In terms of the agencies responsible for the protection and development of tourism at the site, it is possible to identify a mixture of government departments and geologists, the local Buchan community, regional progress association, and key individuals such as Frank Moon. The Buchan Caves have significant Aboriginal values, especially the widespread heritage of caves as places where the Nargun and wicked and mischievous Nyols lived. For this reason Aboriginal people were not in the habit of venturing deep into the limestone caverns.

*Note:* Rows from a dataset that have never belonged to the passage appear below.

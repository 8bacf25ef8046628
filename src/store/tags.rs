use rusqlite::{params, Connection, OptionalExtension, Row};

use crate::app::{Result, TickerError};
use crate::domain::Tag;
use crate::store::query::Query;
use crate::store::sqlite::{expect_change, SqliteStore};

fn tag_from_row(row: &Row<'_>) -> rusqlite::Result<Tag> {
    Ok(Tag {
        id: row.get(0)?,
        name: row.get(1)?,
        description: row.get(2)?,
        parent: row.get(3)?,
        level: row.get(4)?,
        full_name: row.get(5)?,
    })
}

fn load_tags<P: rusqlite::Params>(conn: &Connection, q: Query, args: P) -> Result<Vec<Tag>> {
    let mut stmt = q.prepare(conn)?;
    let tags = stmt
        .query_map(args, tag_from_row)?
        .collect::<std::result::Result<Vec<_>, _>>()?;
    Ok(tags)
}

pub(crate) fn tags_for_item(conn: &Connection, item_id: i64) -> Result<Vec<Tag>> {
    load_tags(conn, Query::TagGetByItem, [item_id])
}

impl SqliteStore {
    /// Creates a tag and assigns its id.
    pub fn tag_create(&mut self, tag: &mut Tag) -> Result<()> {
        if tag.name.is_empty() {
            return Err(TickerError::InvalidValue("tag name must not be empty".into()));
        }
        let id = self.write(|conn| {
            Query::TagCreate
                .prepare(conn)?
                .execute(params![tag.name, tag.description, tag.parent])?;
            Ok(conn.last_insert_rowid())
        })?;
        tag.id = id;
        Ok(())
    }

    /// Deletes a tag. Fails while the tag still has children.
    pub fn tag_delete(&mut self, id: i64) -> Result<()> {
        self.write(|conn| {
            let n = Query::TagDelete.prepare(conn)?.execute([id])?;
            expect_change(n, || format!("tag {}", id))
        })
    }

    /// All tags in hierarchical order.
    pub fn tag_get_all(&self) -> Result<Vec<Tag>> {
        self.read(|conn| load_tags(conn, Query::TagGetAll, []))
    }

    pub fn tag_get_by_id(&self, id: i64) -> Result<Option<Tag>> {
        self.read(|conn| {
            Ok(Query::TagGetById
                .prepare(conn)?
                .query_row([id], tag_from_row)
                .optional()?)
        })
    }

    pub fn tag_get_by_name(&self, name: &str) -> Result<Option<Tag>> {
        self.read(|conn| {
            Ok(Query::TagGetByName
                .prepare(conn)?
                .query_row([name], tag_from_row)
                .optional()?)
        })
    }

    /// All descendants of a tag, at any depth.
    pub fn tag_get_children(&self, id: i64) -> Result<Vec<Tag>> {
        self.read(|conn| load_tags(conn, Query::TagGetChildren, [id]))
    }

    pub fn tag_get_children_immediate(&self, id: i64) -> Result<Vec<Tag>> {
        self.read(|conn| load_tags(conn, Query::TagGetChildrenImmediate, [id]))
    }

    pub fn tag_get_roots(&self) -> Result<Vec<Tag>> {
        self.read(|conn| load_tags(conn, Query::TagGetRoots, []))
    }

    pub fn tag_get_by_item(&self, item_id: i64) -> Result<Vec<Tag>> {
        self.read(|conn| tags_for_item(conn, item_id))
    }

    pub fn tag_name_update(&mut self, id: i64, name: &str) -> Result<()> {
        if name.is_empty() {
            return Err(TickerError::EmptyUpdate);
        }
        self.write(|conn| {
            let n = Query::TagNameUpdate.prepare(conn)?.execute(params![id, name])?;
            expect_change(n, || format!("tag {}", id))
        })
    }

    pub fn tag_description_update(&mut self, id: i64, description: &str) -> Result<()> {
        self.write(|conn| {
            let n = Query::TagDescriptionUpdate
                .prepare(conn)?
                .execute(params![id, description])?;
            expect_change(n, || format!("tag {}", id))
        })
    }

    /// Moves a tag below `parent`. Refuses to create a cycle.
    pub fn tag_parent_set(&mut self, id: i64, parent: i64) -> Result<()> {
        if id == parent
            || self
                .tag_get_children(id)?
                .iter()
                .any(|child| child.id == parent)
        {
            return Err(TickerError::InvalidValue(format!(
                "tag {} cannot become a child of its descendant {}",
                id, parent
            )));
        }
        self.write(|conn| {
            let n = Query::TagParentSet.prepare(conn)?.execute(params![id, parent])?;
            expect_change(n, || format!("tag {}", id))
        })
    }

    pub fn tag_parent_clear(&mut self, id: i64) -> Result<()> {
        self.write(|conn| {
            let n = Query::TagParentClear.prepare(conn)?.execute([id])?;
            expect_change(n, || format!("tag {}", id))
        })
    }

    pub fn tag_link_add(&mut self, tag_id: i64, item_id: i64) -> Result<()> {
        self.write(|conn| {
            Query::TagLinkAdd
                .prepare(conn)?
                .execute(params![tag_id, item_id])?;
            Ok(())
        })
    }

    pub fn tag_link_delete(&mut self, tag_id: i64, item_id: i64) -> Result<()> {
        self.write(|conn| {
            let n = Query::TagLinkDelete
                .prepare(conn)?
                .execute(params![tag_id, item_id])?;
            expect_change(n, || format!("link between tag {} and item {}", tag_id, item_id))
        })
    }
}

#[cfg(test)]
mod tests {
    use super::*;
    use crate::domain::{Feed, Item};
    use std::time::Duration;

    fn tag(store: &mut SqliteStore, name: &str, parent: Option<i64>) -> Tag {
        let mut t = Tag::new(name);
        t.parent = parent;
        store.tag_create(&mut t).unwrap();
        t
    }

    #[test]
    fn test_tag_hierarchy() {
        let mut store = SqliteStore::in_memory().unwrap();
        let it = tag(&mut store, "IT", None);
        let prog = tag(&mut store, "Programming", Some(it.id));
        let rust = tag(&mut store, "Rust", Some(prog.id));

        let children = store.tag_get_children(it.id).unwrap();
        let names: Vec<&str> = children.iter().map(|t| t.name.as_str()).collect();
        assert_eq!(names, vec!["Programming", "Rust"]);

        let immediate = store.tag_get_children_immediate(it.id).unwrap();
        assert_eq!(immediate.len(), 1);
        assert_eq!(immediate[0].id, prog.id);

        let roots = store.tag_get_roots().unwrap();
        assert_eq!(roots.len(), 1);
        assert_eq!(roots[0].id, it.id);

        let fetched = store.tag_get_by_id(rust.id).unwrap().unwrap();
        assert_eq!(fetched.level, 2);
        assert_eq!(fetched.full_name, "IT/Programming/Rust");
        assert_eq!(fetched.parent, Some(prog.id));

        let all = store.tag_get_all().unwrap();
        let full: Vec<&str> = all.iter().map(|t| t.full_name.as_str()).collect();
        assert_eq!(full, vec!["IT", "IT/Programming", "IT/Programming/Rust"]);
    }

    #[test]
    fn test_tag_delete_restricted_by_children() {
        let mut store = SqliteStore::in_memory().unwrap();
        let it = tag(&mut store, "IT", None);
        let prog = tag(&mut store, "Programming", Some(it.id));

        assert!(matches!(store.tag_delete(it.id), Err(TickerError::Database(_))));
        store.tag_delete(prog.id).unwrap();
        store.tag_delete(it.id).unwrap();
        assert!(store.tag_get_all().unwrap().is_empty());
    }

    #[test]
    fn test_tag_parent_cycle_rejected() {
        let mut store = SqliteStore::in_memory().unwrap();
        let a = tag(&mut store, "A", None);
        let b = tag(&mut store, "B", Some(a.id));
        let c = tag(&mut store, "C", Some(b.id));

        assert!(matches!(
            store.tag_parent_set(a.id, c.id),
            Err(TickerError::InvalidValue(_))
        ));
        assert!(matches!(
            store.tag_parent_set(a.id, a.id),
            Err(TickerError::InvalidValue(_))
        ));

        store.tag_parent_clear(c.id).unwrap();
        store.tag_parent_set(a.id, c.id).unwrap();
        let a = store.tag_get_by_name("A").unwrap().unwrap();
        assert_eq!(a.full_name, "C/A");
    }

    #[test]
    fn test_tag_updates() {
        let mut store = SqliteStore::in_memory().unwrap();
        let t = tag(&mut store, "Old", None);

        assert!(matches!(
            store.tag_name_update(t.id, ""),
            Err(TickerError::EmptyUpdate)
        ));
        store.tag_name_update(t.id, "New").unwrap();
        store.tag_description_update(t.id, "Shiny").unwrap();

        let t = store.tag_get_by_name("New").unwrap().unwrap();
        assert_eq!(t.description, "Shiny");
        assert!(store.tag_get_by_name("Old").unwrap().is_none());
        assert!(matches!(
            store.tag_name_update(999, "x"),
            Err(TickerError::ObjectNotFound(_))
        ));
    }

    #[test]
    fn test_tag_links() {
        let mut store = SqliteStore::in_memory().unwrap();
        let mut feed = Feed::new("f", "https://f.example.com/", Duration::from_secs(60));
        store.feed_add(&mut feed).unwrap();
        let mut item = Item::new(feed.id, "https://f.example.com/1", "one");
        store.item_add(&mut item).unwrap();

        let t = tag(&mut store, "Linked", None);
        store.tag_link_add(t.id, item.id).unwrap();
        assert!(store.tag_link_add(t.id, item.id).is_err());

        let tags = store.tag_get_by_item(item.id).unwrap();
        assert_eq!(tags.len(), 1);
        assert_eq!(tags[0].id, t.id);
        assert!(store.item_get_by_id(item.id).unwrap().unwrap().has_tag(t.id));

        store.tag_link_delete(t.id, item.id).unwrap();
        assert!(store.tag_get_by_item(item.id).unwrap().is_empty());
        assert!(matches!(
            store.tag_link_delete(t.id, item.id),
            Err(TickerError::ObjectNotFound(_))
        ));
    }

    #[test]
    fn test_tag_name_unique() {
        let mut store = SqliteStore::in_memory().unwrap();
        tag(&mut store, "Dup", None);
        let mut again = Tag::new("Dup");
        assert!(store.tag_create(&mut again).is_err());
        assert_eq!(again.id, 0);
    }
}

1.9 Bunjils Shelter, Black Range Scenic Reserve

Bunjils Shelter did not become a tourist attraction until its public ‘discovery’ in 1957. Given its importance and fragility as an Aboriginal art site it has progressed through MacCannell’s attraction development phases within a relatively short period of time. The framing and elevation phase at Bunjils Shelter occurred before there was a significant increase in visitation; and rather than have tourist demand force management intervention, it was the fragility and rarity of the site that demanded that relevant authorities protect the art, or what Gunn understands as the ‘nucleus’ of the attraction. The management interventions taken to protect the art such as drip lines and protective grilles equate with Gunn’s ‘inviolate belt’ zone. The enshrinement phase at Bunjils Shelter is not a significant phenomenon, though it may be argued that this occurs when tourists find the pathway to the site and the various interpretive signs that are placed en route of interest in their own right. These interventions equate with Gunn’s ‘zone of closure’. The duplication phase has occurred in that a facsimile of the shelter was produced and displayed in a nearby theme park attraction in Stawell in 1975 and the art featured in an Australia Post postage stamp series in 1984 dedicated to the First Australians. Social reproduction of the attraction has been minimal probably due to the fact that it is not deemed appropriate for entities to name themselves after an Aboriginal art site, especially one that features a representation of the creator spirit Bunjil.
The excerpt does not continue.